Payroll-Relevanz (Odoo)
- Verfahrensstatus am ETZ-Objekt (
verhandelt | gütliche_einigung | klage | wirksam | gescheitert) mit den Fristenmarken 4+2/6/10/1 Woche bzw. 2+1 Woche — rein terminsteuernd (Kalender-Constraints), ohne eigene Abrechnungsfolgen. - ETZ wirksam trotz Nichteinigung: Ab Inkrafttreten der Arbeitnehmer-Variante (Rechtskraft) läuft die Abrechnung auf dem reduzierten Ausmaß — Antrittsstichtag sauber führen, da Bandbreite und Entgelt-Aliquotierung daran hängen.
- Ersatzkarenz = Wechsel des Abwesenheitstyps: ETZ-Verlangen → Karenz (unbezahlt, SV-Abmeldung, Karenz-Kündigungs- und Dienstzeitanrechnung nach lb-kar-04/lb-kar-05) — im Work-Entry-Modell als Umwandlungsereignis, nicht als neue Anstellung.

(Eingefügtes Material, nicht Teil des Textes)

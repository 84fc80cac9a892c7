//! AWS Lambda handler invoked when the batch job queue reports success
//!
//! Exports the FSx output path back to S3, waits for the export task, sums the
//! per-worker reserve files and returns the total.

use actuarial_batch::{
    config::HandlerConfig,
    events::BatchJobEvent,
    export::FsxExportService,
    handler::{CompletionHandler, CompletionReport},
    results::S3ResultStore,
};
use lambda_runtime::{run, service_fn, Error, LambdaEvent};

type Handler = CompletionHandler<FsxExportService, S3ResultStore>;

async fn function_handler(
    handler: &Handler,
    event: LambdaEvent<BatchJobEvent>,
) -> Result<CompletionReport, Error> {
    log::debug!("Invocation {}", event.context.request_id);
    let report = handler.handle(&event.payload).await?;
    Ok(report)
}

#[tokio::main]
async fn main() -> Result<(), Error> {
    env_logger::init();

    // missing settings fail the cold start rather than every invocation
    let config = HandlerConfig::from_env()?;

    let aws_config = aws_config::load_defaults(aws_config::BehaviorVersion::latest()).await;
    let export = FsxExportService::new(aws_sdk_fsx::Client::new(&aws_config));
    let store = S3ResultStore::new(aws_sdk_s3::Client::new(&aws_config), config.bucket.clone());

    log::info!(
        "Completion handler ready for {} ({}) -> s3://{}",
        config.file_system_id,
        config.export_path,
        config.bucket
    );

    let handler = CompletionHandler::new(export, store, config);
    let handler = &handler;
    run(service_fn(move |event| async move {
        function_handler(handler, event).await
    }))
    .await
}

- Keine Kosten-/Berufungslogik im System — Gerichtsverfahren bleiben außersystemisch; die Dokumentation der Nichteinigungszeitpunkte (inner- vs. außerbetrieblich) genügt der Beweissicherung.
Verweise
- KB-intern: lb-elt-02 (Rechtsanspruch vs. Vereinbarung — wer klagt) · lb-elt-04 (Bekanntgabe, Änderung, Fristenfortgang) · lb-elt-05 (Kündigungsschutz während des gesamten Verfahrens) · lb-kar-04 (Höchstdauer 22./24. Lebensmonat als Ersatzkarenz-Grenze)
- Projekt:
personalverrechnung/RECHTSQUELLEN-Privat.md; GemBG-Schiene: Elternteilzeitverfahren nach MSchG/VKG sind für Gemeindebedienstete nicht einschlägig (GemBG-Dienstrecht) —personalverrechnung/RECHTSQUELLEN-Bgld.md. - Hinweis: Quellenverweise auf Muster (Antrag auf gütliche Einigung, Ergebnisaufzeichnungen) — Arbeitshilfen des Werks, im Export nicht enthalten.